上原くんはわたしにラッシュパーカーを着せてきた。


そのときの表情によく似ている。


まさか、他の人に見せたくない、とか?


いや、まさかね。


「さっ、行こう」


「うん」


そんな自分に都合の良い妄想を消し去りわたしは差し出された手を取り、外に出た。


お店に着くと人気店なのかお店の前まで行列ができていた。


「予約してくればよかったな。悪い」


「ううん、上原くんと一緒に待ってる時間も楽しいから大丈夫」


上原くんと並びながら、バイトの常連さんの話や学校の話で盛り上がりながら順番が来るのを待つ。


「わたしもあの犯人がまさか主人公のお兄さんだとは思わなかったなぁ」


「だろ?俺も絶対あの親友だと思ってた」


この前読んだ最新の推理小説の話に花を咲かせているとお店のドアが開き中から食べ終わったのか一組のカップルが出てきた。

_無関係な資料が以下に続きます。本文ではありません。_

//! Streaming access to SpreadsheetML parts and a small writer for generated ones.
//!
//! The reader expands `<x/>` into a start and an end event and keeps
//! whitespace, since `<t xml:space="preserve">` text is significant.

use crate::error::SheetError;
use quick_xml::escape::escape;
use quick_xml::escape::resolve_xml_entity;
use quick_xml::events::attributes::Attribute;
use quick_xml::events::BytesRef;
use quick_xml::events::BytesStart;
use quick_xml::events::BytesText;
use quick_xml::events::Event;
use quick_xml::Reader;
use std::borrow::Cow;
use std::io::BufRead;
use std::str::FromStr;
use thiserror::Error;

#[derive(Error, Debug)]
pub enum XmlError {
    #[error("Unknown entity '&{0};'")]
    UnknownEntity(String),

    #[error("Attribute {name}=\"{value}\" has an unexpected value")]
    InvalidAttribute { name: String, value: String },
}

/// Pull reader over one package part, reusing a single event buffer.
pub(crate) struct XmlReader<R: BufRead> {
    reader: Reader<R>,
    buffer: Vec<u8>,
}

impl<R: BufRead> XmlReader<R> {
    pub(crate) fn new(source: R) -> XmlReader<R> {
        let mut reader = Reader::from_reader(source);
        let config = reader.config_mut();
        config.expand_empty_elements = true;
        config.check_end_names = false;
        config.check_comments = false;
        config.trim_text(false);
        XmlReader {
            reader,
            buffer: Vec::with_capacity(1024),
        }
    }

    /// Next event, or `None` once the document is exhausted.
    pub(crate) fn next(&mut self) -> Result<Option<Event<'_>>, SheetError> {
        self.buffer.clear();
        match self.reader.read_event_into(&mut self.buffer)? {
            Event::Eof => Ok(None),
            event => Ok(Some(event)),
        }
    }
}

/// Attribute lookup on start tags.
pub(crate) trait ElementAttributes<'a> {
    /// Unescaped value of the attribute with this qualified name.
    fn attr(&'a self, name: &str) -> Result<Option<Cow<'a, str>>, SheetError>;

    /// Unescaped value of the first attribute whose local name matches,
    /// whatever its prefix (`r:id` and `id` both match `id`).
    fn local_attr(&'a self, local_name: &str) -> Result<Option<Cow<'a, str>>, SheetError>;

    /// Attribute value parsed with [`FromStr`].
    fn attr_as<T: FromStr>(&'a self, name: &str) -> Result<Option<T>, SheetError>;
}

impl<'a> ElementAttributes<'a> for BytesStart<'a> {
    fn attr(&'a self, name: &str) -> Result<Option<Cow<'a, str>>, SheetError> {
        match self.try_get_attribute(name)? {
            Some(attribute) => Ok(Some(unescaped(attribute)?)),
            None => Ok(None),
        }
    }

    fn local_attr(&'a self, local_name: &str) -> Result<Option<Cow<'a, str>>, SheetError> {
        for attribute in self.attributes() {
            let attribute = attribute?;
            if attribute.key.local_name().as_ref() == local_name.as_bytes() {
                return Ok(Some(unescaped(attribute)?));
            }
        }
        Ok(None)
    }

    fn attr_as<T: FromStr>(&'a self, name: &str) -> Result<Option<T>, SheetError> {
        let Some(value) = self.attr(name)? else {
            return Ok(None);
        };
        match value.parse() {
            Ok(parsed) => Ok(Some(parsed)),
            Err(_) => Err(XmlError::InvalidAttribute {
                name: name.to_owned(),
                value: value.into_owned(),
            })?,
        }
    }
}

fn unescaped(attribute: Attribute<'_>) -> Result<Cow<'_, str>, SheetError> {
    Ok(attribute.unescape_value()?)
}

/// Appends the content of a text event.
pub(crate) fn append_text(target: &mut String, text: &BytesText) -> Result<(), SheetError> {
    target.push_str(&text.xml_content()?);
    Ok(())
}

/// Appends the character behind `&name;`, `&#n;` or `&#xh;`.
/// Numeric references to invalid code points are dropped.
pub(crate) fn append_reference(target: &mut String, reference: &BytesRef) -> Result<(), SheetError> {
    let raw = reference.xml_content()?;
    let code = match raw.strip_prefix("#x").or_else(|| raw.strip_prefix("#X")) {
        Some(hex) => Some(u32::from_str_radix(hex, 16)?),
        None => match raw.strip_prefix('#') {
            Some(decimal) => Some(decimal.parse::<u32>()?),
            None => None,
        },
    };
    match code {
        Some(code) => target.extend(char::from_u32(code)),
        None => target.push_str(resolve_xml_entity(&raw).ok_or_else(|| XmlError::UnknownEntity(raw.to_string()))?),
    }
    Ok(())
}

/// Declaration written at the top of every generated part
const XML_DECLARATION: &str = r#"<?xml version="1.0" encoding="UTF-8" standalone="yes"?>"#;

/// Minimal XML writer over a string buffer, escaping text and attribute values
pub(crate) struct XmlWriter {
    buffer: String,
}

impl XmlWriter {
    /// Creates a writer with the XML declaration already written
    pub(crate) fn new() -> XmlWriter {
        let mut buffer = String::with_capacity(4096);
        buffer.push_str(XML_DECLARATION);
        buffer.push('\n');
        XmlWriter { buffer }
    }

    /// Writes a start tag with the given attributes
    pub(crate) fn open(&mut self, tag: &str, attributes: &[(&str, &str)]) {
        self.push_tag(tag, attributes);
        self.buffer.push('>');
    }

    /// Writes a self-closing tag with the given attributes
    pub(crate) fn empty(&mut self, tag: &str, attributes: &[(&str, &str)]) {
        self.push_tag(tag, attributes);
        self.buffer.push_str("/>");
    }

    /// Writes an end tag
    pub(crate) fn close(&mut self, tag: &str) {
        self.buffer.push_str("</");
        self.buffer.push_str(tag);
        self.buffer.push('>');
    }

    /// Writes escaped text content, dropping control characters XML 1.0 cannot carry
    pub(crate) fn text(&mut self, text: &str) {
        if text.chars().any(is_forbidden_char) {
            let cleaned: String = text.chars().filter(|c| !is_forbidden_char(*c)).collect();
            self.buffer.push_str(&escape(cleaned.as_str()));
        } else {
            self.buffer.push_str(&escape(text));
        }
    }

    /// Consumes the writer and returns the document bytes
    pub(crate) fn finish(self) -> Vec<u8> {
        self.buffer.into_bytes()
    }

    fn push_tag(&mut self, tag: &str, attributes: &[(&str, &str)]) {
        self.buffer.push('<');
        self.buffer.push_str(tag);
        for (key, value) in attributes {
            self.buffer.push(' ');
            self.buffer.push_str(key);
            self.buffer.push_str("=\"");
            self.buffer.push_str(&escape(*value));
            self.buffer.push('"');
        }
    }
}

fn is_forbidden_char(c: char) -> bool {
    c < '\u{20}' && c != '\t' && c != '\n' && c != '\r'
}

#[macro_export]
macro_rules! match_xml_events {
    ($reader:expr => { $($arms:tt)* }) => {
        while let Some(result) = $reader.next()? {
            match result {
                Event::Eof => break,
                $($arms)*
                _ => (),
            }
        }
    };
}

#[cfg(test)]
mod tests {
    use super::*;
    use std::io::Cursor;

    #[test]
    fn writer_escapes_text_and_attributes() {
        let mut writer = XmlWriter::new();
        writer.open("sheet", &[("name", "a<b>\"c\"")]);
        writer.text("x & y");
        writer.close("sheet");
        let xml = String::from_utf8(writer.finish()).unwrap();
        assert!(xml.starts_with("<?xml"));
        assert!(xml.ends_with(r#"<sheet name="a&lt;b&gt;&quot;c&quot;">x &amp; y</sheet>"#));
    }

    #[test]
    fn writer_drops_control_characters() {
        let mut writer = XmlWriter::new();
        writer.empty("br", &[]);
        writer.text("a\u{1}b\tc");
        let xml = String::from_utf8(writer.finish()).unwrap();
        assert!(xml.ends_with("<br/>ab\tc"));
    }

    #[test]
    fn reader_round_trips_writer_output() -> Result<(), SheetError> {
        let mut writer = XmlWriter::new();
        writer.open("t", &[("id", "7")]);
        writer.text("caf\u{e9} & co");
        writer.close("t");
        let bytes = writer.finish();

        let mut reader = XmlReader::new(Cursor::new(bytes));
        let mut id = None::<usize>;
        let mut text = String::new();
        match_xml_events!(reader => {
            Event::Start(event) => id = event.attr_as("id")?,
            Event::Text(event) => append_text(&mut text, &event)?,
            Event::GeneralRef(event) => append_reference(&mut text, &event)?,
        });
        assert_eq!(id, Some(7));
        assert_eq!(text, "caf\u{e9} & co");
        Ok(())
    }

    #[test]
    fn attributes_by_local_name_and_type() -> Result<(), SheetError> {
        let xml = r#"<sheet name="A&amp;B" r:id="rId3" sheetId="x"/><t>&#x41;&#66;&lt;</t>"#;
        let mut reader = XmlReader::new(Cursor::new(xml.as_bytes()));
        let mut text = String::new();
        match_xml_events!(reader => {
            Event::Start(event) if event.name().as_ref() == b"sheet" => {
                assert_eq!(event.attr("name")?.as_deref(), Some("A&B"));
                assert_eq!(event.local_attr("id")?.as_deref(), Some("rId3"));
                assert_eq!(event.attr("id")?, None);
                assert!(matches!(
                    event.attr_as::<usize>("sheetId"),
                    Err(SheetError::XmlHelperError(XmlError::InvalidAttribute { .. }))
                ));
            }
            Event::Text(event) => append_text(&mut text, &event)?,
            Event::GeneralRef(event) => append_reference(&mut text, &event)?,
        });
        assert_eq!(text, "AB<");
        Ok(())
    }
}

もうそろそろわたしたちの番かな、と思いその人の顔を見た。


「えっ…」


わたしと上原くんはふたりしてその人たちを見て驚いた。


「充…」


「てっ、哲!?唯ちゃんも…」


カップルの男の人は紛れもなく杉田くん。


ただ、


「みっちゃん、だぁれ?」


杉田くんの腕に絡みながら舌ったらずな喋り方をしている女の人は由香里さんじゃなく、わたしの知らない人。